_TASK PROMPT_. Line count for the string "with": give the number of lines in the data below that contain it, and nothing more.

_TASK MATERIAL_.
//! Page agent implementations
//!
//! This module provides the concrete [`PageAgent`](crate::crawler::PageAgent)
//! used by the binary:
//! - [`HttpPageAgent`] fetches server-rendered pages with reqwest and answers
//!   element queries against the fetched document with scraper

mod http;

pub use http::{classify_request_error, select_elements, HttpPageAgent};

_ANSWER BELOW_. 2